Segment Start: DATA RECORDS

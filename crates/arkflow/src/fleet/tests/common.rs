use std::collections::HashMap;
use std::sync::{Arc, Mutex};

use async_trait::async_trait;
use axum::response::Response;
use chrono::NaiveDate;
use serde_json::Value;

use crate::fleet::domain::{
    Driver, DriverId, DriverStatus, RegistrationNumber, SettlementRecord, Vehicle, VehicleId,
    VehicleStatus,
};
use crate::fleet::matcher::CandidatePair;
use crate::fleet::money::Money;
use crate::fleet::repository::{AdvisoryError, AdvisoryService, DataSourceError, FleetDataSource};
use crate::fleet::service::{FleetService, LedgerSettings};
use crate::fleet::settlement::{Commission, SettlementInput};

pub(crate) fn date(year: i32, month: u32, day: u32) -> NaiveDate {
    NaiveDate::from_ymd_opt(year, month, day).expect("valid date")
}

pub(crate) fn plate(raw: &str) -> RegistrationNumber {
    RegistrationNumber::parse(raw).expect("valid plate")
}

pub(crate) fn active_driver(id: &str, name: &str) -> Driver {
    Driver {
        id: DriverId(id.to_string()),
        code: format!("DRV-{id}"),
        name: name.to_string(),
        phone: "9876543210".to_string(),
        license_number: format!("MH12 2020{id:0>7}"),
        aadhaar_number: None,
        pan_number: None,
        city: Some("Pune".to_string()),
        state: Some("Maharashtra".to_string()),
        status: DriverStatus::Active,
        assigned_vehicle: None,
        payment_model: None,
        onboarded_on: date(2023, 10, 1),
    }
}

pub(crate) fn onboarding_driver(id: &str, name: &str) -> Driver {
    Driver {
        status: DriverStatus::Onboarding,
        ..active_driver(id, name)
    }
}

pub(crate) fn idle_vehicle(id: &str, registration: &str) -> Vehicle {
    Vehicle {
        id: VehicleId(id.to_string()),
        registration: plate(registration),
        make: "Maruti Suzuki".to_string(),
        model: "Dzire".to_string(),
        chassis_number: None,
        insurance_start: Some(date(2023, 6, 1)),
        insurance_end: Some(date(2024, 5, 31)),
        puc_expiry: Some(date(2024, 3, 15)),
        status: VehicleStatus::Idle,
        odometer_km: 42_000,
        odometer_read_on: date(2023, 10, 1),
        maintenance_cost: Money::ZERO,
        maintenance_history: Vec::new(),
    }
}

pub(crate) fn vehicle_with_status(id: &str, registration: &str, status: VehicleStatus) -> Vehicle {
    Vehicle {
        status,
        ..idle_vehicle(id, registration)
    }
}

/// The weekly cycle from the dashboard's first settlement screen.
pub(crate) fn weekly_input() -> SettlementInput {
    SettlementInput {
        driver_id: DriverId("d1".to_string()),
        vehicle_registration: plate("MH-12-AB-1234"),
        cycle_end: date(2023, 11, 20),
        gross_earnings: Money::from_major(15_400),
        commission: Commission::Flat(Money::from_major(3_080)),
        fast_tag_charge: Money::from_major(450),
        rto_fine: Money::ZERO,
        private_toll_charges: Money::from_major(200),
        other_charges: Money::ZERO,
    }
}

#[derive(Default, Clone)]
pub(crate) struct MemorySource {
    drivers: Arc<Mutex<HashMap<DriverId, Driver>>>,
    vehicles: Arc<Mutex<HashMap<VehicleId, Vehicle>>>,
    settlements: Arc<Mutex<Vec<SettlementRecord>>>,
}

impl MemorySource {
    pub(crate) fn seeded(drivers: Vec<Driver>, vehicles: Vec<Vehicle>) -> Self {
        let source = Self::default();
        {
            let mut guard = source.drivers.lock().expect("driver mutex poisoned");
            for driver in drivers {
                guard.insert(driver.id.clone(), driver);
            }
        }
        {
            let mut guard = source.vehicles.lock().expect("vehicle mutex poisoned");
            for vehicle in vehicles {
                guard.insert(vehicle.id.clone(), vehicle);
            }
        }
        source
    }

    pub(crate) fn driver(&self, id: &str) -> Option<Driver> {
        self.drivers
            .lock()
            .expect("driver mutex poisoned")
            .get(&DriverId(id.to_string()))
            .cloned()
    }

    pub(crate) fn vehicle(&self, id: &str) -> Option<Vehicle> {
        self.vehicles
            .lock()
            .expect("vehicle mutex poisoned")
            .get(&VehicleId(id.to_string()))
            .cloned()
    }
}

#[async_trait]
impl FleetDataSource for MemorySource {
    async fn fetch_drivers(&self) -> Result<Vec<Driver>, DataSourceError> {
        let mut drivers: Vec<Driver> = self
            .drivers
            .lock()
            .expect("driver mutex poisoned")
            .values()
            .cloned()
            .collect();
        drivers.sort_by(|a, b| a.id.cmp(&b.id));
        Ok(drivers)
    }

    async fn fetch_vehicles(&self) -> Result<Vec<Vehicle>, DataSourceError> {
        let mut vehicles: Vec<Vehicle> = self
            .vehicles
            .lock()
            .expect("vehicle mutex poisoned")
            .values()
            .cloned()
            .collect();
        vehicles.sort_by(|a, b| a.id.cmp(&b.id));
        Ok(vehicles)
    }

    async fn fetch_settlements(&self) -> Result<Vec<SettlementRecord>, DataSourceError> {
        Ok(self
            .settlements
            .lock()
            .expect("settlement mutex poisoned")
            .clone())
    }

    async fn save_driver(&self, driver: Driver) -> Result<(), DataSourceError> {
        self.drivers
            .lock()
            .expect("driver mutex poisoned")
            .insert(driver.id.clone(), driver);
        Ok(())
    }

    async fn save_vehicle(&self, vehicle: Vehicle) -> Result<(), DataSourceError> {
        self.vehicles
            .lock()
            .expect("vehicle mutex poisoned")
            .insert(vehicle.id.clone(), vehicle);
        Ok(())
    }

    async fn save_settlement(&self, settlement: SettlementRecord) -> Result<(), DataSourceError> {
        let mut guard = self.settlements.lock().expect("settlement mutex poisoned");
        match guard.iter().position(|existing| existing.id == settlement.id) {
            Some(index) => guard[index] = settlement,
            None => guard.push(settlement),
        }
        Ok(())
    }
}

pub(crate) struct UnavailableSource;

#[async_trait]
impl FleetDataSource for UnavailableSource {
    async fn fetch_drivers(&self) -> Result<Vec<Driver>, DataSourceError> {
        Err(DataSourceError::Unavailable("sheet offline".to_string()))
    }

    async fn fetch_vehicles(&self) -> Result<Vec<Vehicle>, DataSourceError> {
        Err(DataSourceError::Unavailable("sheet offline".to_string()))
    }

    async fn fetch_settlements(&self) -> Result<Vec<SettlementRecord>, DataSourceError> {
        Err(DataSourceError::Unavailable("sheet offline".to_string()))
    }

    async fn save_driver(&self, _driver: Driver) -> Result<(), DataSourceError> {
        Err(DataSourceError::Unavailable("sheet offline".to_string()))
    }

    async fn save_vehicle(&self, _vehicle: Vehicle) -> Result<(), DataSourceError> {
        Err(DataSourceError::Unavailable("sheet offline".to_string()))
    }

    async fn save_settlement(&self, _settlement: SettlementRecord) -> Result<(), DataSourceError> {
        Err(DataSourceError::Unavailable("sheet offline".to_string()))
    }
}

/// Primary that serves reads from a memory snapshot but cannot take writes.
pub(crate) struct ReadOnlySource(pub(crate) MemorySource);

#[async_trait]
impl FleetDataSource for ReadOnlySource {
    async fn fetch_drivers(&self) -> Result<Vec<Driver>, DataSourceError> {
        self.0.fetch_drivers().await
    }

    async fn fetch_vehicles(&self) -> Result<Vec<Vehicle>, DataSourceError> {
        self.0.fetch_vehicles().await
    }

    async fn fetch_settlements(&self) -> Result<Vec<SettlementRecord>, DataSourceError> {
        self.0.fetch_settlements().await
    }

    async fn save_driver(&self, _driver: Driver) -> Result<(), DataSourceError> {
        Err(DataSourceError::Unavailable("sheet is read-only".to_string()))
    }

    async fn save_vehicle(&self, _vehicle: Vehicle) -> Result<(), DataSourceError> {
        Err(DataSourceError::Unavailable("sheet is read-only".to_string()))
    }

    async fn save_settlement(&self, _settlement: SettlementRecord) -> Result<(), DataSourceError> {
        Err(DataSourceError::Unavailable("sheet is read-only".to_string()))
    }
}

/// Memory source whose driver or vehicle writes can be made to fail.
#[derive(Default, Clone)]
pub(crate) struct BrokenWrites {
    pub(crate) inner: MemorySource,
    pub(crate) drivers: bool,
    pub(crate) vehicles: bool,
}

#[async_trait]
impl FleetDataSource for BrokenWrites {
    async fn fetch_drivers(&self) -> Result<Vec<Driver>, DataSourceError> {
        self.inner.fetch_drivers().await
    }

    async fn fetch_vehicles(&self) -> Result<Vec<Vehicle>, DataSourceError> {
        self.inner.fetch_vehicles().await
    }

    async fn fetch_settlements(&self) -> Result<Vec<SettlementRecord>, DataSourceError> {
        self.inner.fetch_settlements().await
    }

    async fn save_driver(&self, driver: Driver) -> Result<(), DataSourceError> {
        if self.drivers {
            return Err(DataSourceError::Codec("driver row rejected".to_string()));
        }
        self.inner.save_driver(driver).await
    }

    async fn save_vehicle(&self, vehicle: Vehicle) -> Result<(), DataSourceError> {
        if self.vehicles {
            return Err(DataSourceError::Codec("vehicle row rejected".to_string()));
        }
        self.inner.save_vehicle(vehicle).await
    }

    async fn save_settlement(&self, settlement: SettlementRecord) -> Result<(), DataSourceError> {
        self.inner.save_settlement(settlement).await
    }
}

/// Advisor that records how often it was consulted and echoes the first candidate.
#[derive(Default, Clone)]
pub(crate) struct EchoAdvisor {
    calls: Arc<Mutex<usize>>,
}

impl EchoAdvisor {
    pub(crate) fn calls(&self) -> usize {
        *self.calls.lock().expect("advisor mutex poisoned")
    }
}

#[async_trait]
impl AdvisoryService for EchoAdvisor {
    async fn suggest(&self, candidates: &[CandidatePair]) -> Result<String, AdvisoryError> {
        *self.calls.lock().expect("advisor mutex poisoned") += 1;
        let first = candidates
            .first()
            .ok_or_else(|| AdvisoryError::Transport("no candidates".to_string()))?;
        Ok(format!("{} -> {}", first.driver_name, first.registration))
    }
}

pub(crate) struct OfflineAdvisor;

#[async_trait]
impl AdvisoryService for OfflineAdvisor {
    async fn suggest(&self, _candidates: &[CandidatePair]) -> Result<String, AdvisoryError> {
        Err(AdvisoryError::Transport("connection refused".to_string()))
    }
}

pub(crate) fn build_service(
    source: MemorySource,
) -> (FleetService<MemorySource, EchoAdvisor>, Arc<MemorySource>, Arc<EchoAdvisor>) {
    build_service_with(source, LedgerSettings::default())
}

pub(crate) fn build_service_with(
    source: MemorySource,
    settings: LedgerSettings,
) -> (FleetService<MemorySource, EchoAdvisor>, Arc<MemorySource>, Arc<EchoAdvisor>) {
    let source = Arc::new(source);
    let advisor = Arc::new(EchoAdvisor::default());
    let service = FleetService::new(source.clone(), advisor.clone(), settings);
    (service, source, advisor)
}

/// Driver `d1` and vehicle `v1` (`MH-12-AB-1234`), both free.
pub(crate) fn pune_fleet() -> MemorySource {
    MemorySource::seeded(
        vec![
            active_driver("d1", "Rahul Sharma"),
            active_driver("d2", "Amit Patel"),
            onboarding_driver("d3", "Sunil Kumar"),
        ],
        vec![
            idle_vehicle("v1", "MH-12-AB-1234"),
            idle_vehicle("v2", "MH-12-CC-4444"),
            vehicle_with_status("v3", "MH-14-XY-9876", VehicleStatus::Maintenance),
        ],
    )
}

pub(crate) async fn read_json_body(response: Response) -> Value {
    let body = axum::body::to_bytes(response.into_body(), 64 * 1024)
        .await
        .expect("read body");
    serde_json::from_slice(&body).expect("json payload")
}

pub(crate) fn build_service_over<D: FleetDataSource + 'static>(
    source: D,
) -> (FleetService<D, EchoAdvisor>, Arc<D>, Arc<EchoAdvisor>) {
    let source = Arc::new(source);
    let advisor = Arc::new(EchoAdvisor::default());
    let service = FleetService::new(source.clone(), advisor.clone(), LedgerSettings::default());
    (service, source, advisor)
}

Segment End: DATA RECORDS

▶ [TASK]:
Transcribe only the lines from the beginning of the entries to the line with "use crate::fleet::money::Money;", inclusive, exactly as written.

▶ [SOLVED PROBLEM]:
filename crates/arkflow/src/fleet/tests/common.rs
use std::collections::HashMap;
use std::sync::{Arc, Mutex};

use async_trait::async_trait;
use axum::response::Response;
use chrono::NaiveDate;
use serde_json::Value;

use crate::fleet::domain::{
    Driver, DriverId, DriverStatus, RegistrationNumber, SettlementRecord, Vehicle, VehicleId,
    VehicleStatus,
};
use crate::fleet::matcher::CandidatePair;
use crate::fleet::money::Money;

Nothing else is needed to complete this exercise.